A ratos interrumpían la electricidad y no concedían tregua, más las bestias se ensañaron con nosotros y volvieron a la carga.
Nunca fueron más horribles los gritos de la niña que en esa prueba. Yo estaba más allá de la desesperación de oírla, de sufrirla, de amarla...De súbito se acallaron sus gritos y vi su cuerpo saltando de un lado a otro, chocándose contra mí.
Cortaron la corriente, abrieron la puerta.
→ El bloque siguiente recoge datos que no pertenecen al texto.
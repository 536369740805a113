/// pgbench scenarios: dataset initialization and timed repetitions.
use crate::config::{BenchmarkConfig, InstanceConfig};
use crate::db;
use crate::driver::{DriverError, Scenario};
use crate::extract::{self, MetricSpec};
use crate::record::BenchmarkRun;
use crate::report::{Record, RunTable};
use crate::session::{self, ToolCommand};
use chrono::Utc;
use std::path::Path;

/// Built-in metrics without a report column. They go to the store's `extra`
/// JSON alongside the user-defined rules.
const STORED_ONLY: &[&str] = &[extract::SCALE_FACTOR, extract::INITIAL_CONNECTION_MS];

/// `pgbench -i -s <scale> <conn>`
pub fn init_command(pgbench: &str, bench: &BenchmarkConfig, instance: &InstanceConfig) -> ToolCommand {
    ToolCommand::new(pgbench)
        .arg("-i")
        .arg("-s")
        .arg(bench.scale_factor.to_string())
        .arg(&instance.conn_str)
}

/// `pgbench -c <clients> -j <threads> -T <duration> [-S] [-f script] <conn>`
pub fn run_command(pgbench: &str, bench: &BenchmarkConfig, instance: &InstanceConfig) -> ToolCommand {
    let mut cmd = ToolCommand::new(pgbench)
        .arg("-c")
        .arg(bench.clients.to_string())
        .arg("-j")
        .arg(bench.threads.to_string())
        .arg("-T")
        .arg(bench.duration.to_string());
    if bench.select_only {
        cmd = cmd.arg("-S");
    }
    if let Some(script) = &bench.script {
        cmd = cmd.arg("-f").arg(script.display().to_string());
    }
    cmd.arg(&instance.conn_str)
}

/// Load the dataset for a scenario. A non-zero exit is fatal.
pub async fn initialize(scenario: &Scenario<'_>) -> Result<(), DriverError> {
    let Scenario {
        instance, bench, ..
    } = *scenario;
    let output_path = scenario
        .data_dir
        .init_output(&instance.name, &bench.name, Utc::now());
    let command = init_command(&scenario.tools.pgbench, bench, instance);

    tracing::info!(
        instance = %instance.name,
        scale_factor = bench.scale_factor,
        "initializing dataset"
    );
    let result = session::run_to_file(&command, &output_path).await?;
    if !result.success() {
        return Err(DriverError::InitFailed {
            instance: instance.name.clone(),
            exit_code: result.exit_code,
            output_file: output_path,
        });
    }
    tracing::info!(
        instance = %instance.name,
        duration_secs = result.duration.as_secs(),
        "dataset initialized"
    );
    Ok(())
}

/// Run every repetition of a pgbench scenario, one row per repetition.
///
/// A repetition that exits non-zero becomes a row with empty metrics and the
/// loop continues. Failing to spawn pgbench at all aborts.
pub async fn run_scenario(
    scenario: &Scenario<'_>,
    specs: &[MetricSpec],
    extra_metrics: &[&str],
) -> Result<RunTable<BenchmarkRun>, DriverError> {
    let Scenario {
        instance, bench, ..
    } = *scenario;
    let command = run_command(&scenario.tools.pgbench, bench, instance);
    let stored_metrics: Vec<&str> = STORED_ONLY.iter().chain(extra_metrics).copied().collect();
    let mut table = RunTable::new();

    for run in 1..=bench.repetitions {
        let started_at = Utc::now();
        let output_path = scenario
            .data_dir
            .run_output(&instance.name, &bench.name, run, started_at);

        tracing::info!(
            instance = %instance.name,
            benchmark = %bench.name,
            run,
            repetitions = bench.repetitions,
            "running pgbench"
        );
        let result = session::run_to_file(&command, &output_path).await?;
        let metrics = extract::extract(&read_output(&output_path), specs);

        if let Some(reported) = metrics.integer(extract::SCALE_FACTOR) {
            if reported != i64::from(bench.scale_factor) {
                tracing::warn!(
                    instance = %instance.name,
                    benchmark = %bench.name,
                    run,
                    configured = bench.scale_factor,
                    reported,
                    "pgbench reports a different scaling factor than configured"
                );
            }
        }

        let record = BenchmarkRun {
            instance: instance.name.clone(),
            benchmark: bench.name.clone(),
            run,
            started_at,
            scale_factor: bench.scale_factor,
            clients: bench.clients,
            threads: bench.threads,
            duration_secs: bench.duration,
            exit_code: result.exit_code,
            transaction_type: None,
            transactions: None,
            failed_transactions: None,
            latency_avg_ms: None,
            tps: None,
            output_file: output_path,
        }
        .with_metrics(&metrics);

        if record.is_failure() {
            tracing::warn!(
                instance = %instance.name,
                benchmark = %bench.name,
                run,
                exit_code = ?record.exit_code,
                output = %record.output_file.display(),
                "pgbench run failed, recording empty metrics"
            );
        } else {
            tracing::info!(
                run,
                tps = ?record.tps,
                latency_avg_ms = ?record.latency_avg_ms,
                transactions = ?record.transactions,
                output_bytes = result.output_bytes,
                "pgbench run complete"
            );
        }

        if let Some(conn) = scenario.store {
            let extra = metrics.to_json(&stored_metrics);
            let has_extra = extra.as_object().is_some_and(|m| !m.is_empty());
            let extra = (has_extra && !record.is_failure()).then(|| extra.to_string());
            db::insert_benchmark_run(conn, &record, extra.as_deref())?;
        }

        table.push(record);
    }

    Ok(table)
}

/// Read a raw transcript; unreadable or non-UTF-8 output is tolerated.
fn read_output(path: &Path) -> String {
    match std::fs::read(path) {
        Ok(bytes) => String::from_utf8_lossy(&bytes).into_owned(),
        Err(e) => {
            tracing::warn!(error = %e, path = %path.display(), "failed to read tool output");
            String::new()
        }
    }
}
Yo era una piltrafa. Ella, quieta sobre el piso, ni siquiera abrió los ojos. El encapuchado se aproximó a ella y la movió. Me di cuenta que no reaccionaba. Me acerqué a ella, la toqué y comprendí. Entró el médico vestido de delantal blanco con el estetoscopio colgado de su cuello: le auscultó el corazón.
-¿Ven lo que pasa? Ya les he advertido, se les pasó la mano: la mataron.
-Sale- me dijeron.
Aterrado, me arrastré fuera de la cabina.
-Debemos vestirla.
-Sácala de ahí- me ordenaron.
Apenas podía caminar, tampoco aceptaba que ellos la tocasen. Hice un esfuerzo sobrehumano y logré a tirones sacarla del horroroso lugar.
-Y Ahora: ¡vístela!-. Me arrojaron un bulto de ropa.
Tomé el atado: eran los hábitos de una monja.